欠けた月明かりの下、暗闇が彼を飲み込み、弱々しい星の光だけが霧がかった夜に銀色の艶を与えていた。木々の輪郭が一瞬だけ映し出されて消えた。少年の手に握られた提灯が消えかけて、微かな音を立ててまたたいた。彼が恐れていたのは暗闇ではない。
恐れていたのは、暗闇のなか忍び寄るあるものだった。
少年が最初に感じたのは夏の空気に突如混ざり込んだ冷気だった。這い寄る恐怖が少年の心臓を締め付けた。もし状況が違っていたら、こんな感覚は夜更けに起きているせいだと思い、意に介さなかったはずだ。想像力をたくましくした自分を諫(いさ)めたことだろう。齢十三の少年は、もはや不意に通り過ぎる影や害悪をなさない霊を恐れるほど幼くはなかった。

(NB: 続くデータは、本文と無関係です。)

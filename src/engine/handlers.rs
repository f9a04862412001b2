// SPDX-License-Identifier: Apache-2.0 OR MIT
// Copyright (c) 2025-2026 naskel.com

//! Meta-channel handlers.
//!
//! One function per meta channel, dispatched explicitly by path from
//! [`handle_meta`]. Each handler takes `(session-or-absent, request)` and
//! returns the reply; protocol failures are unsuccessful replies carrying
//! a `"<code>::<text>"` error string, never crate errors.

use super::BayeuxServer;
use crate::channel::{
    Channel, ChannelId, META_CONNECT, META_DISCONNECT, META_HANDSHAKE, META_SUBSCRIBE,
    META_UNSUBSCRIBE,
};
use crate::error::Result;
use crate::message::{fields, Message};
use crate::scheduler::now_millis;
use crate::session::Session;
use serde_json::json;
use std::sync::Arc;

/// Advice sent with `402` replies: re-handshake after a short pause.
pub(super) fn handshake_advice() -> serde_json::Value {
    json!({
        fields::RECONNECT: fields::RECONNECT_HANDSHAKE,
        fields::INTERVAL: 500,
    })
}

/// Dispatch a meta message to its handler by channel path.
pub(super) fn handle_meta(
    server: &BayeuxServer,
    session: Option<&Arc<Session>>,
    channel: &Arc<Channel>,
    message: &Message,
) -> Result<Message> {
    match channel.path() {
        META_HANDSHAKE => handshake(server, session, message),
        META_CONNECT => Ok(connect(server, session, message)),
        META_SUBSCRIBE => Ok(subscribe(server, session, message)),
        META_UNSUBSCRIBE => Ok(unsubscribe(server, session, message)),
        META_DISCONNECT => Ok(disconnect(server, session, message)),
        other => {
            log::debug!("[BayeuxServer] no handler for meta channel {}", other);
            let mut reply = Message::reply_to(message);
            reply.fail("403::unknown meta channel");
            Ok(reply)
        }
    }
}

fn handshake(
    server: &BayeuxServer,
    session: Option<&Arc<Session>>,
    message: &Message,
) -> Result<Message> {
    let session = match session {
        Some(existing) => Arc::clone(existing),
        None => server.sessions().create_session(None, None, false)?,
    };
    let mut reply = Message::reply_to(message);

    if !server.policy().can_handshake(server, &session, message) {
        log::debug!("[BayeuxServer] handshake denied for {}", session.id());
        reply.fail("403::Handshake denied");
        reply.set_advice(json!({ fields::RECONNECT: fields::RECONNECT_NONE }));
        return Ok(reply);
    }

    session.handshake(now_millis());
    server.sessions().add_session(&session, server.listeners());

    reply.set_successful(true);
    reply.set_client_id(session.id());
    reply.set(fields::VERSION, json!("1.0"));
    reply.set(fields::MIN_VERSION, json!("1.0"));
    reply.set(
        fields::SUPPORTED_CONNECTION_TYPES,
        json!(server.allowed_transports()),
    );
    Ok(reply)
}

fn connect(server: &BayeuxServer, session: Option<&Arc<Session>>, message: &Message) -> Message {
    let mut reply = Message::reply_to(message);
    let Some(session) = session else {
        reply.fail("402::Unknown client");
        reply.set_advice(handshake_advice());
        return reply;
    };

    let advice_out = server
        .sessions()
        .negotiate_connect(session, message.advice(), now_millis());
    server.arm_connect_hold(session);

    if let Some(advice) = advice_out {
        reply.set_advice(advice);
    }
    reply.set_successful(true);
    reply
}

fn subscribe(server: &BayeuxServer, session: Option<&Arc<Session>>, message: &Message) -> Message {
    let mut reply = Message::reply_to(message);
    let Some(session) = session else {
        reply.fail("402::Unknown client");
        reply.set_advice(handshake_advice());
        return reply;
    };

    let Some(subscription) = message.subscription().map(str::to_string) else {
        reply.fail("403::cannot create");
        return reply;
    };
    reply.set(fields::SUBSCRIPTION, json!(subscription));

    let channel = ChannelId::parse(&subscription).ok().and_then(|id| {
        server.channels().resolve(&id, true, || {
            server
                .policy()
                .can_create(server, Some(session), &id, message)
        })
    });
    let Some(channel) = channel else {
        reply.fail("403::cannot create");
        return reply;
    };

    if !server
        .policy()
        .can_subscribe(server, session, &channel, message)
    {
        reply.fail("403::cannot subscribe");
        return reply;
    }

    if session.is_local() || (!channel.is_meta() && !channel.is_service()) {
        match server.channels().subscribe(&channel, session) {
            Ok(_) => reply.set_successful(true),
            Err(err) => {
                log::debug!("[BayeuxServer] subscribe failed: {}", err);
                reply.fail("403::subscribe failed");
            }
        }
    } else {
        // A remote session may not join a meta or service channel; the
        // reply is still successful, nothing is recorded.
        reply.set_successful(true);
    }
    reply
}

fn unsubscribe(
    server: &BayeuxServer,
    session: Option<&Arc<Session>>,
    message: &Message,
) -> Message {
    let mut reply = Message::reply_to(message);
    let Some(session) = session else {
        reply.fail("402::Unknown client");
        reply.set_advice(handshake_advice());
        return reply;
    };

    let Some(subscription) = message.subscription().map(str::to_string) else {
        reply.fail("400::no channel");
        return reply;
    };
    reply.set(fields::SUBSCRIPTION, json!(subscription));

    let Some(channel) = server.channels().channel(&subscription) else {
        reply.fail("400::no channel");
        return reply;
    };

    if session.is_local() || (!channel.is_meta() && !channel.is_service()) {
        server.channels().unsubscribe(&channel, session);
    }
    reply.set_successful(true);
    reply
}

fn disconnect(server: &BayeuxServer, session: Option<&Arc<Session>>, message: &Message) -> Message {
    let mut reply = Message::reply_to(message);
    let Some(session) = session else {
        reply.fail("402::Unknown client");
        return reply;
    };

    server
        .sessions()
        .remove_session(session, false, server.listeners());
    reply.set_successful(true);
    reply
}

/// Paths of the meta channels served by [`handle_meta`], pre-created as
/// persistent channels when the server is built.
pub(super) const META_CHANNELS: [&str; 5] = [
    META_HANDSHAKE,
    META_CONNECT,
    META_SUBSCRIBE,
    META_UNSUBSCRIBE,
    META_DISCONNECT,
];
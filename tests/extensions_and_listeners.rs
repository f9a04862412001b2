// SPDX-License-Identifier: Apache-2.0 OR MIT
// Copyright (c) 2025-2026 naskel.com

//! Extension chain and listener integration tests
//!
//! Covers receive-side veto (`404` reply, no publish side effect),
//! send-side suppression, per-session chains, and listener notification
//! on session and channel lifecycle events.

use hbayeux::{fields, BayeuxServer, Extension, Message, Session, SessionListener};
use parking_lot::Mutex;
use serde_json::json;
use std::sync::Arc;

fn handshaken(server: &Arc<BayeuxServer>) -> Arc<Session> {
    let mut handshake = Message::new("/meta/handshake");
    let reply = server.handle(None, &mut handshake).expect("handshake");
    let id = reply.client_id().expect("client id").to_string();
    server.session(&id).expect("session indexed")
}

fn subscribe(server: &Arc<BayeuxServer>, session: &Arc<Session>, channel: &str) {
    let mut request = Message::new("/meta/subscribe");
    request.set(fields::SUBSCRIPTION, json!(channel));
    let reply = server.handle(Some(session), &mut request).expect("subscribe");
    assert!(reply.is_successful());
}

struct RejectData;
impl Extension for RejectData {
    fn recv(&self, _session: Option<&Arc<Session>>, _message: &mut Message) -> bool {
        false
    }
}

struct SuppressSend;
impl Extension for SuppressSend {
    fn send(&self, _session: Option<&Arc<Session>>, _message: &mut Message) -> bool {
        false
    }
}

struct Stamp(&'static str);
impl Extension for Stamp {
    fn recv(&self, _session: Option<&Arc<Session>>, message: &mut Message) -> bool {
        message.set(self.0, json!(true));
        true
    }
}

#[test]
fn test_receive_veto_yields_404_and_no_side_effect() {
    let server = BayeuxServer::new();
    let subscriber = handshaken(&server);
    subscribe(&server, &subscriber, "/chat/room1");
    let publisher = handshaken(&server);

    server.add_extension(Arc::new(RejectData));

    let mut publish = Message::new("/chat/room1");
    publish.set_data(json!("blocked"));
    let reply = server.handle(Some(&publisher), &mut publish).expect("handle");

    assert!(!reply.is_successful());
    assert_eq!(reply.error(), Some("404::Message deleted"));
    assert_eq!(subscriber.queue_len(), 0, "veto must stop the publish");
}

#[test]
fn test_receive_veto_does_not_touch_meta_traffic() {
    let server = BayeuxServer::new();
    server.add_extension(Arc::new(RejectData));

    // RejectData only implements the non-meta hook; a handshake still works.
    let mut handshake = Message::new("/meta/handshake");
    let reply = server.handle(None, &mut handshake).expect("handshake");
    assert!(reply.is_successful());
}

#[test]
fn test_send_veto_suppresses_reply() {
    let server = BayeuxServer::new();
    let session = handshaken(&server);
    server.add_extension(Arc::new(SuppressSend));

    let mut publish = Message::new("/chat/room1");
    let reply = server.handle(Some(&session), &mut publish).expect("handle");
    assert!(reply.is_successful());

    // The transport sees "nothing to send", not an error.
    assert!(server.extend_reply(Some(&session), reply).is_none());
}

#[test]
fn test_session_chain_runs_inside_server_chain() {
    let server = BayeuxServer::new();
    let session = handshaken(&server);

    server.add_extension(Arc::new(Stamp("server_saw")));
    session.extensions().add(Arc::new(Stamp("session_saw")));

    let mut publish = Message::new("/chat/room1");
    server.handle(Some(&session), &mut publish).expect("handle");

    assert_eq!(publish.get("server_saw"), Some(&json!(true)));
    assert_eq!(publish.get("session_saw"), Some(&json!(true)));
}

#[test]
fn test_extension_can_rewrite_payload() {
    struct Redact;
    impl Extension for Redact {
        fn recv(&self, _session: Option<&Arc<Session>>, message: &mut Message) -> bool {
            if message.data().is_some() {
                message.set_data(json!("[redacted]"));
            }
            true
        }
    }

    let server = BayeuxServer::new();
    let subscriber = handshaken(&server);
    subscribe(&server, &subscriber, "/chat/room1");
    server.add_extension(Arc::new(Redact));

    let publisher = handshaken(&server);
    let mut publish = Message::new("/chat/room1");
    publish.set_data(json!("secret"));
    server.handle(Some(&publisher), &mut publish).expect("handle");

    let queued = subscriber.take_queue();
    assert_eq!(queued.len(), 1);
    assert_eq!(queued[0].data(), Some(&json!("[redacted]")));
}

#[test]
fn test_session_listener_sees_lifecycle() {
    #[derive(Default)]
    struct Recorder {
        added: Mutex<Vec<String>>,
        removed: Mutex<Vec<(String, bool)>>,
    }
    impl SessionListener for Recorder {
        fn session_added(&self, session: &Arc<Session>) {
            self.added.lock().push(session.id().to_string());
        }
        fn session_removed(&self, session: &Arc<Session>, timed_out: bool) {
            self.removed.lock().push((session.id().to_string(), timed_out));
        }
    }

    let server = BayeuxServer::new();
    let recorder = Arc::new(Recorder::default());
    server.add_session_listener(recorder.clone());

    let session = handshaken(&server);
    assert_eq!(*recorder.added.lock(), vec![session.id().to_string()]);

    let mut disconnect = Message::new("/meta/disconnect");
    server
        .handle(Some(&session), &mut disconnect)
        .expect("disconnect");
    assert_eq!(
        *recorder.removed.lock(),
        vec![(session.id().to_string(), false)]
    );
}

#[test]
fn test_channel_message_listener_veto_scoped_to_channel() {
    use hbayeux::{Channel, ChannelMessageListener};

    struct Veto;
    impl ChannelMessageListener for Veto {
        fn on_message(
            &self,
            _from: Option<&Arc<Session>>,
            _channel: &Channel,
            _message: &mut Message,
        ) -> bool {
            false
        }
    }

    let server = BayeuxServer::new();
    let direct = handshaken(&server);
    let wild = handshaken(&server);
    subscribe(&server, &direct, "/chat/room1");
    subscribe(&server, &wild, "/chat/*");

    server
        .channel("/chat/room1")
        .expect("channel")
        .add_listener(Arc::new(Veto));

    let publisher = handshaken(&server);
    let mut publish = Message::new("/chat/room1");
    publish.set_data(json!("x"));
    let reply = server.handle(Some(&publisher), &mut publish).expect("handle");
    assert!(reply.is_successful());

    assert_eq!(direct.queue_len(), 0, "vetoed channel's subscribers");
    assert_eq!(wild.queue_len(), 1, "other matched channels unaffected");
}
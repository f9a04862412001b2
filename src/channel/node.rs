// SPDX-License-Identifier: Apache-2.0 OR MIT
// Copyright (c) 2025-2026 naskel.com

//! One node of the channel namespace tree.
//!
//! A channel owns its children and a membership-only set of subscriber
//! session ids. Subscriber and child mutation is locked per channel, never
//! globally; the listener list is copy-on-write so fan-out reads it
//! without a lock.

use super::ChannelId;
use crate::listener::ChannelMessageListener;
use crate::message::Message;
use crate::session::Session;
use arc_swap::ArcSwap;
use dashmap::DashMap;
use parking_lot::RwLock;
use serde_json::Value;
use std::collections::{HashMap, HashSet};
use std::sync::atomic::{AtomicBool, Ordering};
use std::sync::{Arc, Weak};

/// A channel in the namespace tree.
pub struct Channel {
    id: ChannelId,
    parent: Weak<Channel>,
    persistent: AtomicBool,
    /// Set by the sweep under the children write lock; creators seeing it
    /// retry from the root instead of attaching to a detached node.
    pub(crate) removed: AtomicBool,
    pub(crate) children: RwLock<HashMap<String, Arc<Channel>>>,
    subscribers: RwLock<HashSet<String>>,
    listeners: ArcSwap<Vec<Arc<dyn ChannelMessageListener>>>,
    attributes: DashMap<String, Value>,
}

impl Channel {
    pub(crate) fn new(id: ChannelId, parent: Weak<Channel>) -> Arc<Self> {
        Arc::new(Self {
            id,
            parent,
            persistent: AtomicBool::new(false),
            removed: AtomicBool::new(false),
            children: RwLock::new(HashMap::new()),
            subscribers: RwLock::new(HashSet::new()),
            listeners: ArcSwap::from_pointee(Vec::new()),
            attributes: DashMap::new(),
        })
    }

    pub(crate) fn root() -> Arc<Self> {
        Self::new(ChannelId::root(), Weak::new())
    }

    /// The channel's id.
    pub fn id(&self) -> &ChannelId {
        &self.id
    }

    /// The channel's path string.
    pub fn path(&self) -> &str {
        self.id.path()
    }

    /// Parent channel; `None` only for the root or a removed node.
    pub fn parent(&self) -> Option<Arc<Channel>> {
        self.parent.upgrade()
    }

    /// Whether the channel is a protocol-control channel.
    pub fn is_meta(&self) -> bool {
        self.id.is_meta()
    }

    /// Whether the channel is a server-side request/response channel.
    pub fn is_service(&self) -> bool {
        self.id.is_service()
    }

    /// Whether the channel survives sweeping while empty.
    pub fn is_persistent(&self) -> bool {
        self.persistent.load(Ordering::Acquire)
    }

    /// Mark the channel persistent (or not).
    pub fn set_persistent(&self, persistent: bool) {
        self.persistent.store(persistent, Ordering::Release);
    }

    /// Add a session to the subscriber set. Idempotent; returns whether
    /// the membership changed.
    pub(crate) fn add_subscriber(&self, session_id: &str) -> bool {
        self.subscribers.write().insert(session_id.to_string())
    }

    /// Remove a session from the subscriber set. Idempotent.
    pub(crate) fn remove_subscriber(&self, session_id: &str) -> bool {
        self.subscribers.write().remove(session_id)
    }

    /// Whether the given session is subscribed.
    pub fn is_subscribed(&self, session_id: &str) -> bool {
        self.subscribers.read().contains(session_id)
    }

    /// Number of subscribed sessions.
    pub fn subscriber_count(&self) -> usize {
        self.subscribers.read().len()
    }

    /// Snapshot of the subscriber ids.
    pub fn subscribers(&self) -> Vec<String> {
        self.subscribers.read().iter().cloned().collect()
    }

    /// Drop subscriber ids rejected by `alive` (sessions gone from the
    /// registry). Called by the sweep.
    pub(crate) fn prune_subscribers(&self, alive: impl Fn(&str) -> bool) -> usize {
        let mut subscribers = self.subscribers.write();
        let before = subscribers.len();
        subscribers.retain(|id| alive(id));
        before - subscribers.len()
    }

    /// Append a channel-scoped message listener.
    pub fn add_listener(&self, listener: Arc<dyn ChannelMessageListener>) {
        self.listeners.rcu(|current| {
            let mut next = Vec::clone(current);
            next.push(Arc::clone(&listener));
            next
        });
    }

    /// Number of channel-scoped listeners.
    pub fn listener_count(&self) -> usize {
        self.listeners.load().len()
    }

    /// Run the channel's listeners in registration order; the first veto
    /// stops the chain and suppresses delivery to this channel's direct
    /// subscribers.
    pub(crate) fn notify_listeners(
        &self,
        from: Option<&Arc<Session>>,
        message: &mut Message,
    ) -> bool {
        let snapshot = self.listeners.load();
        for listener in snapshot.iter() {
            if !listener.on_message(from, self, message) {
                return false;
            }
        }
        true
    }

    /// Attach an attribute for stateful extensions.
    pub fn set_attribute(&self, name: &str, value: Value) {
        self.attributes.insert(name.to_string(), value);
    }

    /// Look up an attribute.
    pub fn attribute(&self, name: &str) -> Option<Value> {
        self.attributes.get(name).map(|v| v.value().clone())
    }

    /// Child snapshot for traversal.
    pub(crate) fn child_snapshot(&self) -> Vec<Arc<Channel>> {
        self.children.read().values().map(Arc::clone).collect()
    }

    /// Sweep candidate test, subscriber/listener part. The child map is
    /// checked separately under its write lock by the remover.
    pub(crate) fn has_local_state(&self) -> bool {
        !self.subscribers.read().is_empty() || !self.listeners.load().is_empty()
    }

    /// Render this subtree, indented, into `out`.
    pub(crate) fn dump(&self, out: &mut String, indent: &str) {
        out.push_str(indent);
        out.push_str(self.path());
        let subs = self.subscriber_count();
        if subs > 0 || self.is_persistent() {
            out.push_str(&format!(
                " [{} subscriber(s){}]",
                subs,
                if self.is_persistent() { ", persistent" } else { "" }
            ));
        }
        out.push('\n');
        let mut children = self.child_snapshot();
        children.sort_by(|a, b| a.path().cmp(b.path()));
        let nested = format!("{}  ", indent);
        for child in children {
            child.dump(out, &nested);
        }
    }
}

impl std::fmt::Debug for Channel {
    fn fmt(&self, f: &mut std::fmt::Formatter<'_>) -> std::fmt::Result {
        f.debug_struct("Channel")
            .field("path", &self.path())
            .field("persistent", &self.is_persistent())
            .field("subscribers", &self.subscriber_count())
            .finish()
    }
}
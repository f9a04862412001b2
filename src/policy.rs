// SPDX-License-Identifier: Apache-2.0 OR MIT
// Copyright (c) 2025-2026 naskel.com

//! Security policy boundary.
//!
//! The engine consults the installed policy at four decision points; the
//! decision logic itself is the collaborator's business. The default
//! policy permits everything.

use crate::channel::{Channel, ChannelId};
use crate::engine::BayeuxServer;
use crate::message::Message;
use crate::session::Session;
use std::sync::Arc;

/// Authorization decisions at the protocol boundaries.
///
/// Every hook defaults to permit, so a policy only overrides the decisions
/// it cares about.
pub trait SecurityPolicy: Send + Sync {
    /// May this (possibly brand-new) session handshake?
    fn can_handshake(
        &self,
        _server: &BayeuxServer,
        _session: &Arc<Session>,
        _message: &Message,
    ) -> bool {
        true
    }

    /// May `session` cause `channel` to be created?
    fn can_create(
        &self,
        _server: &BayeuxServer,
        _session: Option<&Arc<Session>>,
        _channel: &ChannelId,
        _message: &Message,
    ) -> bool {
        true
    }

    /// May `session` subscribe to `channel`?
    fn can_subscribe(
        &self,
        _server: &BayeuxServer,
        _session: &Arc<Session>,
        _channel: &Arc<Channel>,
        _message: &Message,
    ) -> bool {
        true
    }

    /// May `session` publish to `channel`?
    fn can_publish(
        &self,
        _server: &BayeuxServer,
        _session: Option<&Arc<Session>>,
        _channel: &Arc<Channel>,
        _message: &Message,
    ) -> bool {
        true
    }
}

/// Permit-everything policy installed by default.
pub struct DefaultSecurityPolicy;

impl SecurityPolicy for DefaultSecurityPolicy {}
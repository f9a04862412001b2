// SPDX-License-Identifier: Apache-2.0 OR MIT
// Copyright (c) 2025-2026 naskel.com

//! Channel identifiers: parsing, classification, wildcard matching.
//!
//! A channel path is `/`-separated, always absolute. Classification
//! (meta, service, wildcard, depth) is computed once at parse time and
//! cached on the value. Two ids are equal iff their path strings are equal.

use crate::error::{Error, Result};

/// First segment reserved for protocol-control channels.
pub const META_SEGMENT: &str = "meta";
/// First segment reserved for server-side request/response channels.
pub const SERVICE_SEGMENT: &str = "service";

/// Handshake meta channel.
pub const META_HANDSHAKE: &str = "/meta/handshake";
/// Connect meta channel.
pub const META_CONNECT: &str = "/meta/connect";
/// Subscribe meta channel.
pub const META_SUBSCRIBE: &str = "/meta/subscribe";
/// Unsubscribe meta channel.
pub const META_UNSUBSCRIBE: &str = "/meta/unsubscribe";
/// Disconnect meta channel.
pub const META_DISCONNECT: &str = "/meta/disconnect";

/// Single-segment wildcard marker.
pub const WILD: &str = "*";
/// Deep (one-or-more trailing segments) wildcard marker.
pub const DEEP_WILD: &str = "**";

/// Parsed, classified channel id.
#[derive(Debug, Clone)]
pub struct ChannelId {
    path: String,
    segments: Vec<String>,
    meta: bool,
    service: bool,
    wild: bool,
    deep_wild: bool,
}

impl ChannelId {
    /// Parse a channel path.
    ///
    /// Fails if the path does not start with `/` or contains empty
    /// segments (a trailing `/` included).
    pub fn parse(path: &str) -> Result<Self> {
        let Some(rest) = path.strip_prefix('/') else {
            return Err(Error::InvalidChannel(path.to_string()));
        };
        if rest.is_empty() {
            return Err(Error::InvalidChannel(path.to_string()));
        }
        let segments: Vec<String> = rest.split('/').map(str::to_string).collect();
        if segments.iter().any(String::is_empty) {
            return Err(Error::InvalidChannel(path.to_string()));
        }

        let last = segments.len() - 1;
        let wild = segments[last] == WILD;
        let deep_wild = segments[last] == DEEP_WILD;
        Ok(Self {
            path: path.to_string(),
            meta: segments[0] == META_SEGMENT,
            service: segments[0] == SERVICE_SEGMENT,
            wild,
            deep_wild,
            segments,
        })
    }

    /// The root id `/`. Only the registry's root channel carries it.
    pub(crate) fn root() -> Self {
        Self {
            path: "/".to_string(),
            segments: Vec::new(),
            meta: false,
            service: false,
            wild: false,
            deep_wild: false,
        }
    }

    /// Id of the first `depth` segments of this id.
    ///
    /// Used while descending the channel tree; never fails because the
    /// segments were validated when `self` was parsed.
    pub(crate) fn prefix(&self, depth: usize) -> Self {
        let segments: Vec<String> = self.segments[..depth].to_vec();
        let path = format!("/{}", segments.join("/"));
        let last_wild = depth > 0 && segments[depth - 1] == WILD;
        let last_deep = depth > 0 && segments[depth - 1] == DEEP_WILD;
        Self {
            path,
            meta: depth > 0 && segments[0] == META_SEGMENT,
            service: depth > 0 && segments[0] == SERVICE_SEGMENT,
            wild: last_wild,
            deep_wild: last_deep,
            segments,
        }
    }

    /// Original path string.
    pub fn path(&self) -> &str {
        &self.path
    }

    /// Number of segments.
    pub fn depth(&self) -> usize {
        self.segments.len()
    }

    /// Segment at `index`, if any.
    pub fn segment(&self, index: usize) -> Option<&str> {
        self.segments.get(index).map(String::as_str)
    }

    /// Last segment; `None` only for the root id.
    pub fn last_segment(&self) -> Option<&str> {
        self.segments.last().map(String::as_str)
    }

    /// All segments.
    pub fn segments(&self) -> &[String] {
        &self.segments
    }

    /// First segment is the reserved meta segment.
    pub fn is_meta(&self) -> bool {
        self.meta
    }

    /// First segment is the service segment.
    pub fn is_service(&self) -> bool {
        self.service
    }

    /// Path ends in `*` or `**`.
    pub fn is_wild(&self) -> bool {
        self.wild || self.deep_wild
    }

    /// Path ends in `**`.
    pub fn is_deep_wild(&self) -> bool {
        self.deep_wild
    }

    /// Cheap meta test for a raw path, without a full parse.
    pub fn is_meta_path(path: &str) -> bool {
        path == "/meta" || path.starts_with("/meta/")
    }

    /// Wildcard match of `self` (the pattern) against a concrete id.
    ///
    /// `*` matches exactly one segment, `**` one or more trailing
    /// segments; literal segments compare equal, no case folding.
    /// A non-wildcard pattern matches only the identical path.
    pub fn matches(&self, concrete: &ChannelId) -> bool {
        if self.deep_wild {
            // One or more segments must follow the literal prefix.
            if concrete.depth() < self.depth() {
                return false;
            }
        } else if self.wild {
            if concrete.depth() != self.depth() {
                return false;
            }
        } else {
            return self.path == concrete.path;
        }
        self.segments[..self.depth() - 1]
            .iter()
            .zip(concrete.segments.iter())
            .all(|(pattern, segment)| pattern == segment)
    }
}

impl PartialEq for ChannelId {
    fn eq(&self, other: &Self) -> bool {
        self.path == other.path
    }
}

impl Eq for ChannelId {}

impl std::hash::Hash for ChannelId {
    fn hash<H: std::hash::Hasher>(&self, state: &mut H) {
        self.path.hash(state);
    }
}

impl std::fmt::Display for ChannelId {
    fn fmt(&self, f: &mut std::fmt::Formatter<'_>) -> std::fmt::Result {
        f.write_str(&self.path)
    }
}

しかし、その霊はぎらついた青い目を見開いて彼の魂を凝視した。その影は、彼の名前をささやいたのだった。
少年はまだ尾けられているかどうか確かめようと後ろを振り返り、そのとたんに何かにぶつかった。息が止まるほど驚いて尻もちをついた少年の傍らで提灯が音を立て、そのおぼろげな光が激しく揺らめいた。ぬっと迫る人影を目にして、驚きと痛みは即座に恐怖へと変わった。
背が高くしなやかな、上半身をはだけた男が、異常に肌寒い夜にもかかわらず平然とした様子で立っていた。緩めの、腰に巻いた擦り切れた着物が風を受けてはためいている。紐で編まれた複雑な帯には、化け物の顔が彫り込まれた石膏の仮面をいくつも括りつけていた。包帯が巻かれた両腕に二本の刀を握っている──鋼の刀の一方は月明かりを反射し、もう片方の刀は不吉な赤色に光っていた。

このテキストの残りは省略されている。